Personal Finance News
Study: States with the Highest Credit Card Debt-to-Income Ratios
One of the surprising financial developments during that pandemic is that average credit card debt actually declined thanks in part to Americans traveling less and using stimulus checks to pay down balances. However, with inflation and interest rates rising since then, balances have begun to rise once again. Recently, the site Upgraded Points released a new study looking at the credit card debt load of residents in the United States and ranking them according to a few credit factors.
According to the study’s figure, Florida residents had the highest average credit card debt-to-income (DTI) ratios. With debt per capita coming in at $3,450, the Sunshine State’s average DTI was 6.20%. That topped the second place Alaska’s 6.07%, although the Last Frontier’s credit card debt per capita (DPC) was the highest in the country at $4,070. Similarly, the District of Columbia’s DPC was found to be $4,040 — the second highest in the nation — although the 5.44% DTI was down in seventh place. Rounding out the top five states with the highest DTIs were Nevada (5.88%), Georgia (5.77%), and Texas (5.75%).

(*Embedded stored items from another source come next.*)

//! The worker-side execution engine: drives one Backend through repeated
//! restore/insert/run cycles and reports the resulting verdict + coverage.

use log::{debug, warn};

use crate::backend::{Action, Backend, CpuState};
use crate::error::Error;
use crate::options::Options;
use crate::targets::Target;
use crate::testcase::{CoverageSet, Verdict};

/// The engine's own view of where it is in one iteration; mirrors the
/// Idle/AwaitingTestcase/Preparing/Running/Reporting states, collapsed to
/// what's observable once a testcase buffer is already in hand (the
/// socket-level Idle/AwaitingTestcase split lives in the worker's network
/// loop, not here).
#[derive(Debug, Clone, Copy, PartialEq, Eq)]
pub enum EngineState {
    /// No iteration in progress.
    Idle,
    /// Restore and InsertTestcase are running.
    Preparing,
    /// The Backend is executing toward a breakpoint.
    Running,
}

/// The outcome of one full iteration, ready to be wired into a
/// [`crate::proto::ResultMessage`].
#[derive(Debug, Clone)]
pub struct IterationReport {
    /// The verdict the run terminated with.
    pub verdict: Verdict,
    /// Coverage newly observed during this run.
    pub coverage: CoverageSet,
}

/// Drives a single Backend instance against one registered target for the
/// lifetime of a worker process.
pub struct ExecutionEngine<'a> {
    backend: &'a mut dyn Backend,
    target: &'a Target,
    opts: &'a Options,
    state: EngineState,
    initialized: bool,
}

impl<'a> ExecutionEngine<'a> {
    /// Creates an engine bound to `backend` and `target`.
    #[must_use]
    pub fn new(backend: &'a mut dyn Backend, target: &'a Target, opts: &'a Options) -> Self {
        Self {
            backend,
            target,
            opts,
            state: EngineState::Idle,
            initialized: false,
        }
    }

    /// This engine's current state.
    #[must_use]
    pub fn state(&self) -> EngineState {
        self.state
    }

    /// Calls the target's `Init` callback exactly once. Must be called
    /// before the first [`ExecutionEngine::run_iteration`].
    pub fn initialize(&mut self, cpu_state: &CpuState) -> Result<(), Error> {
        if self.initialized {
            return Err(Error::illegal_state(
                "ExecutionEngine::initialize called more than once",
            ));
        }
        if !self.target.init(self.opts, cpu_state, self.backend) {
            return Err(Error::illegal_state(format!(
                "target '{}' failed to initialize",
                self.target.name()
            )));
        }
        self.initialized = true;
        Ok(())
    }

    /// Runs one Restore → InsertTestcase → Run-to-terminal cycle for `buf`.
    ///
    /// Returns `Ok(None)` when the iteration was dropped before running
    /// (target rejected the input, or the backend's own restore failed) —
    /// per the contract, a dropped iteration is never reported to the
    /// coordinator. Returns `Ok(Some(report))` otherwise.
    pub fn run_iteration(&mut self, buf: &[u8]) -> Result<Option<IterationReport>, Error> {
        if !self.initialized {
            return Err(Error::illegal_state(
                "ExecutionEngine::run_iteration called before initialize",
            ));
        }
        if self.state != EngineState::Idle {
            return Err(Error::illegal_state(format!(
                "run_iteration called while engine was in {:?}",
                self.state
            )));
        }

        self.state = EngineState::Preparing;

        if self.backend.restore().is_err() {
            debug!("backend restore failed, dropping iteration");
            self.state = EngineState::Idle;
            return Ok(None);
        }
        if !self.target.restore(self.backend) {
            debug!("target restore hook rejected iteration");
            self.state = EngineState::Idle;
            return Ok(None);
        }
        if !self.target.insert_testcase(self.backend, buf) {
            warn!("target '{}' rejected testcase of {} bytes", self.target.name(), buf.len());
            self.state = EngineState::Idle;
            return Ok(None);
        }

        self.state = EngineState::Running;
        let verdict = self.backend.run_until_terminal()?;
        let coverage = self.backend.coverage_since_restore();

        self.state = EngineState::Idle;
        Ok(Some(IterationReport { verdict, coverage }))
    }
}

/// Classifies a breakpoint hit into the `Action` a handler should return,
/// given the kind of boundary it represents. Centralized here so every
/// target's handlers agree on the mapping described in the execution
/// engine's contract.
#[must_use]
pub fn classify_boundary(kind: BoundaryKind) -> Action {
    match kind {
        BoundaryKind::End => Action::Stop(Verdict::Ok),
        BoundaryKind::Bugcheck(name) => Action::Stop(Verdict::Crash(name)),
        BoundaryKind::ContextSwitch => Action::Stop(Verdict::Cr3Change),
        BoundaryKind::Continue => Action::Continue,
    }
}

/// The kind of breakpoint a target's `Init` callback may install.
#[derive(Debug, Clone)]
pub enum BoundaryKind {
    /// The function under test returned normally.
    End,
    /// A fatal exception or bugcheck fired; carries the crash name.
    Bugcheck(String),
    /// The guest performed a context switch (cr3 changed).
    ContextSwitch,
    /// An intermediate breakpoint that doesn't end the run.
    Continue,
}

#[cfg(test)]
mod tests {
    use super::*;
    use crate::backend::Register;
    use crate::testcase::Gva;

    struct StubBackend {
        verdict: Verdict,
        coverage: CoverageSet,
        restore_fails: bool,
    }

    impl Backend for StubBackend {
        fn read_register(&self, _reg: Register) -> u64 {
            0
        }
        fn write_register(&mut self, _reg: Register, _value: u64) {}
        fn read_virtual_memory(&self, _addr: Gva, _buf: &mut [u8]) -> Result<(), Error> {
            Ok(())
        }
        fn write_virtual_memory(&mut self, _addr: Gva, _buf: &[u8]) -> Result<(), Error> {
            Ok(())
        }
        fn install_breakpoint(&mut self, _address: Gva, _handler: crate::backend::BreakpointHandler) {}
        fn restore(&mut self) -> Result<(), Error> {
            if self.restore_fails {
                Err(Error::illegal_state("stub restore failure"))
            } else {
                Ok(())
            }
        }
        fn run_until_terminal(&mut self) -> Result<Verdict, Error> {
            Ok(self.verdict.clone())
        }
        fn coverage_since_restore(&self) -> CoverageSet {
            self.coverage.clone()
        }
    }

    fn always_accept_target() -> Target {
        Target::new(
            "stub",
            Box::new(|_opts, _cpu, _backend| true),
            Box::new(|_backend, _buf| true),
        )
    }

    fn opts() -> Options {
        Options {
            inputs_path: Default::default(),
            outputs_path: Default::default(),
            crashes_path: Default::default(),
            address: "127.0.0.1:0".to_string(),
            seed: 1,
            runs: 1,
            testcase_buffer_max_size: 4096,
            target_name: "stub".to_string(),
            base_trace_path: None,
            trace_type: crate::options::TraceType::None,
            mutator_kind: crate::mutators::MutatorKind::Libfuzzer,
            mutate_depth: 5,
            honggfuzz_mutations_per_run: 5,
            log_path: Default::default(),
        }
    }

    #[test]
    fn successful_iteration_reports_verdict_and_coverage() {
        let target = always_accept_target();
        let o = opts();
        let mut coverage = CoverageSet::default();
        coverage.insert(0x1000);
        let mut backend = StubBackend {
            verdict: Verdict::Ok,
            coverage: coverage.clone(),
            restore_fails: false,
        };
        let mut engine = ExecutionEngine::new(&mut backend, &target, &o);
        engine.initialize(&CpuState::new()).unwrap();
        let report = engine.run_iteration(b"AAAA").unwrap().unwrap();
        assert_eq!(report.verdict, Verdict::Ok);
        assert_eq!(report.coverage, coverage);
        assert_eq!(engine.state(), EngineState::Idle);
    }

    #[test]
    fn backend_restore_failure_drops_iteration_without_error() {
        let target = always_accept_target();
        let o = opts();
        let mut backend = StubBackend {
            verdict: Verdict::Ok,
            coverage: CoverageSet::default(),
            restore_fails: true,
        };
        let mut engine = ExecutionEngine::new(&mut backend, &target, &o);
        engine.initialize(&CpuState::new()).unwrap();
        let report = engine.run_iteration(b"AAAA").unwrap();
        assert!(report.is_none());
    }

    #[test]
    fn rejecting_target_drops_iteration() {
        let target = Target::new(
            "reject",
            Box::new(|_opts, _cpu, _backend| true),
            Box::new(|_backend, _buf| false),
        );
        let o = opts();
        let mut backend = StubBackend {
            verdict: Verdict::Ok,
            coverage: CoverageSet::default(),
            restore_fails: false,
        };
        let mut engine = ExecutionEngine::new(&mut backend, &target, &o);
        engine.initialize(&CpuState::new()).unwrap();
        assert!(engine.run_iteration(b"AAAA").unwrap().is_none());
    }

    #[test]
    fn running_before_initialize_is_an_error() {
        let target = always_accept_target();
        let o = opts();
        let mut backend = StubBackend {
            verdict: Verdict::Ok,
            coverage: CoverageSet::default(),
            restore_fails: false,
        };
        let mut engine = ExecutionEngine::new(&mut backend, &target, &o);
        assert!(engine.run_iteration(b"AAAA").is_err());
    }

    #[test]
    fn double_initialize_is_an_error() {
        let target = always_accept_target();
        let o = opts();
        let mut backend = StubBackend {
            verdict: Verdict::Ok,
            coverage: CoverageSet::default(),
            restore_fails: false,
        };
        let mut engine = ExecutionEngine::new(&mut backend, &target, &o);
        engine.initialize(&CpuState::new()).unwrap();
        assert!(engine.initialize(&CpuState::new()).is_err());
    }

    #[test]
    fn boundary_kinds_map_to_expected_actions() {
        match classify_boundary(BoundaryKind::End) {
            Action::Stop(Verdict::Ok) => {}
            _ => panic!("expected Ok"),
        }
        match classify_boundary(BoundaryKind::ContextSwitch) {
            Action::Stop(Verdict::Cr3Change) => {}
            _ => panic!("expected Cr3Change"),
        }
        match classify_boundary(BoundaryKind::Bugcheck("x".to_string())) {
            Action::Stop(Verdict::Crash(name)) => assert_eq!(name, "x"),
            _ => panic!("expected Crash"),
        }
        match classify_boundary(BoundaryKind::Continue) {
            Action::Continue => {}
            _ => panic!("expected Continue"),
        }
    }
}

On the other end, Utah was the state with the lowest credit card debt-to-income ratio at 4.08%. The Beehive State was joined by West Virginia (4.23%), New Hampshire (4.30%), Oregon (4.31%), and Wisconsin (4.33%) at the bottom of the DTI list. Meanwhile, the state with the lowest credit debt per capita was actually Mississippi with a total of $2,150. Other states with low DPCs included West Virginia ($2,250), Kentucky ($2,290), Alabama ($2,370), and Arkansas ($2,380).
Turning to credit scores, the state with the highest average was Minnesota, coming in at 724. Vermont’s average wasn’t far behind at 721, followed by Massachusetts (720), New Hampshire (718), Wisconsin (717), and South Dakota (717). Unfortunately, despite Mississippi having the lowest credit card debt per capita, the Magnolia State also has the lowest average credit score at 662. Additionally, Louisiana’s average came in at 669, making it the only other state to come in below the 670 score threshold that credit bureaus consider to be “good” credit. Alabama (671), Georgia (674), and Texas (674) were also in the bottom five.
Overall, in a bit of good news, the national credit card debt per capita has remained quite steady over the past decade. While it has risen from the $2,950 observed in 2011, 2021’s total was only $110 higher at $3,060. Furthermore, that’s actually down from 2019’s recent peak of $3,390. So, although tough financial times could be ahead, hopefully Americans will be able to weather any potential storm and keep their credit card debt in check.